#### The problem:
The response must be made up of the lines in the entries below that contain "TcpListener".

Records to use Block Start

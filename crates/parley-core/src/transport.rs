//! TCP connection to the relay: newline-delimited JSON in both directions.

use std::sync::Arc;

use bytes::BytesMut;
use parley_protocol::codec::{decode_relay_event, encode_client_event, try_decode_line};
use parley_protocol::messages::ClientEvent;
use parley_protocol::ProtocolError;
use tokio::io::{AsyncReadExt, AsyncWriteExt};
use tokio::net::tcp::{OwnedReadHalf, OwnedWriteHalf};
use tokio::net::TcpStream;
use tokio::sync::mpsc;
use tracing::{error, info, warn};

use crate::config::{Identity, SessionConfig};
use crate::error::SessionError;
use crate::media::MediaEngine;
use crate::session::Session;

/// Connect to the relay at `config.relay_addr` and start a session on it.
pub async fn connect(
    identity: Identity,
    config: &SessionConfig,
    engine: Arc<dyn MediaEngine>,
) -> Result<Session, SessionError> {
    let stream = TcpStream::connect(&config.relay_addr)
        .await
        .map_err(ProtocolError::from)?;
    stream.set_nodelay(true).map_err(ProtocolError::from)?;
    info!(addr = %config.relay_addr, "connected to relay");

    let (read_half, write_half) = stream.into_split();
    let (out_tx, out_rx) = mpsc::channel(config.mailbox_capacity.max(1));
    tokio::spawn(writer_task(write_half, out_rx));

    let session = Session::start(identity, config, engine, out_tx).await?;
    tokio::spawn(reader_task(read_half, session.clone()));
    Ok(session)
}

async fn writer_task(mut write_half: OwnedWriteHalf, mut rx: mpsc::Receiver<ClientEvent>) {
    while let Some(event) = rx.recv().await {
        let line = match encode_client_event(&event) {
            Ok(line) => line,
            Err(e) => {
                error!(event = event.kind(), "failed to encode event: {}", e);
                continue;
            }
        };
        if let Err(e) = write_half.write_all(&line).await {
            error!("relay write error: {}", e);
            break;
        }
    }
    info!("relay writer task ended");
}

async fn reader_task(mut read_half: OwnedReadHalf, session: Session) {
    let mut buf = BytesMut::with_capacity(16 * 1024);
    'read: loop {
        match read_half.read_buf(&mut buf).await {
            Ok(0) => {
                info!("relay closed connection");
                break;
            }
            Ok(_) => {}
            Err(e) => {
                error!("relay read error: {}", e);
                break;
            }
        }

        loop {
            match try_decode_line(&mut buf) {
                Ok(Some(line)) => match decode_relay_event(&line) {
                    Ok(event) => {
                        if session.deliver(event).await.is_err() {
                            break 'read;
                        }
                    }
                    Err(e) => warn!("failed to decode relay event: {}", e),
                },
                Ok(None) => break,
                Err(e) => warn!("discarding relay line: {}", e),
            }
        }
    }
    let _ = session.disconnected().await;
    info!("relay reader task ended");
}
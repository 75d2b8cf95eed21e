//! Known groups and the group the user is currently in.
//!
//! Names are normalized before any comparison: surrounding whitespace is
//! trimmed, inner whitespace runs become one space, case is kept. So
//! `"  Rust   Fans "` and `"Rust Fans"` are the same group, `"rust fans"`
//! is a different one.

use std::collections::BTreeSet;

use parley_protocol::types::GroupName;
use tracing::debug;

use crate::error::StateError;

#[derive(Debug)]
pub struct GroupDirectory {
    known: BTreeSet<GroupName>,
    current: Option<GroupName>,
    max_name_len: usize,
}

impl GroupDirectory {
    pub fn new(max_name_len: usize) -> Self {
        Self {
            known: BTreeSet::new(),
            current: None,
            max_name_len,
        }
    }

    /// Normalize `raw` or explain why it is not a valid group name.
    pub fn normalize(&self, raw: &str) -> Result<GroupName, StateError> {
        let name = raw.split_whitespace().collect::<Vec<_>>().join(" ");
        if name.is_empty() {
            return Err(StateError::InvalidGroupName("name is empty".into()));
        }
        if name.chars().any(char::is_control) {
            return Err(StateError::InvalidGroupName(
                "name contains control characters".into(),
            ));
        }
        let len = name.chars().count();
        if len > self.max_name_len {
            return Err(StateError::InvalidGroupName(format!(
                "name is {len} characters, limit is {}",
                self.max_name_len
            )));
        }
        Ok(name)
    }

    /// Create a group locally. The local directory is authoritative: a name
    /// already known is a duplicate even if the relay never confirmed it.
    pub fn create(&mut self, raw: &str) -> Result<GroupName, StateError> {
        let name = self.normalize(raw)?;
        if !self.known.insert(name.clone()) {
            return Err(StateError::DuplicateGroup(name));
        }
        debug!(group = %name, "group created");
        Ok(name)
    }

    /// Learn about a group from the relay. Returns whether it was new.
    pub fn record_created(&mut self, raw: &str) -> bool {
        match self.normalize(raw) {
            Ok(name) => self.known.insert(name),
            Err(e) => {
                debug!(name = raw, "ignoring group: {e}");
                false
            }
        }
    }

    /// Make `raw` the current group. The group does not need to be known yet.
    pub fn join(&mut self, raw: &str) -> Result<GroupName, StateError> {
        let name = self.normalize(raw)?;
        self.current = Some(name.clone());
        Ok(name)
    }

    pub fn known_groups(&self) -> &BTreeSet<GroupName> {
        &self.known
    }

    pub fn current(&self) -> Option<&GroupName> {
        self.current.as_ref()
    }

    pub fn is_known(&self, name: &str) -> bool {
        self.normalize(name).is_ok_and(|name| self.known.contains(&name))
    }
}
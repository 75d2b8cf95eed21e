//! Parley cryptographic layer.
//!
//! This crate provides:
//! - Session key pair generation and custody ([`KeyVault`])
//! - Sealed-box authenticated public-key encryption ([`CipherEngine`])

pub mod cipher;
pub mod error;
pub mod identity;

pub use cipher::{CipherEngine, NonceSource, OsNonces, NONCE_LEN, SEAL_OVERHEAD, TAG_LEN};
pub use error::CryptoError;
pub use identity::{KeyVault, PublicKey, SecretKey, KEY_LEN};
use std::fs;
use std::sync::Arc;

use anyhow::{Context, Result};
use clap::Parser;
use tokio::net::TcpListener;
use tracing::{error, info};

mod config;
mod state;
mod tcp;

use config::RelayConfig;
use state::RelayState;

#[derive(Parser)]
#[command(name = "parley-relay", about = "Parley message and call-signaling relay")]
struct Args {
    /// Path to configuration file (TOML)
    #[arg(short, long)]
    config: Option<String>,

    /// TCP port, overrides config
    #[arg(long)]
    port: Option<u16>,

    /// Bind address (IP), overrides config
    #[arg(long)]
    host: Option<String>,

    /// Maximum concurrent users, overrides config
    #[arg(long)]
    max_users: Option<u32>,
}

#[tokio::main]
async fn main() -> Result<()> {
    // Initialize tracing
    tracing_subscriber::fmt()
        .with_env_filter(
            tracing_subscriber::EnvFilter::try_from_default_env()
                .unwrap_or_else(|_| "parley_relay=info".into()),
        )
        .init();

    let args = Args::parse();

    // Load config
    let mut config = if let Some(config_path) = &args.config {
        let content = fs::read_to_string(config_path)
            .with_context(|| format!("failed to read config file: {}", config_path))?;
        toml::from_str(&content)
            .with_context(|| format!("invalid config file: {}", config_path))?
    } else {
        RelayConfig::default()
    };

    // CLI overrides
    if let Some(port) = args.port {
        config.port = port;
    }
    if let Some(host) = args.host {
        config.host = host;
    }
    if let Some(max_users) = args.max_users {
        config.max_users = max_users;
    }

    info!("Parley relay starting");
    info!(
        host = %config.host,
        port = config.port,
        max_users = config.max_users,
        message_rate = config.message_rate_per_sec,
    );

    let state = Arc::new(RelayState::new(&config));

    let listener = TcpListener::bind(format!("{}:{}", config.host, config.port))
        .await
        .with_context(|| format!("failed to bind TCP on {}:{}", config.host, config.port))?;

    info!("relay ready, accepting connections on {}:{}", config.host, config.port);

    loop {
        let (stream, peer_addr) = match listener.accept().await {
            Ok(result) => result,
            Err(e) => {
                error!("TCP accept error: {}", e);
                continue;
            }
        };

        let state = state.clone();
        tokio::spawn(async move {
            if let Err(e) = tcp::handle_connection(stream, peer_addr, state).await {
                error!(peer = %peer_addr, "connection failed: {}", e);
            }
        });
    }
}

Records to use Block End

#### Written answer:
use tokio::net::TcpListener;
    let listener = TcpListener::bind(format!("{}:{}", config.host, config.port))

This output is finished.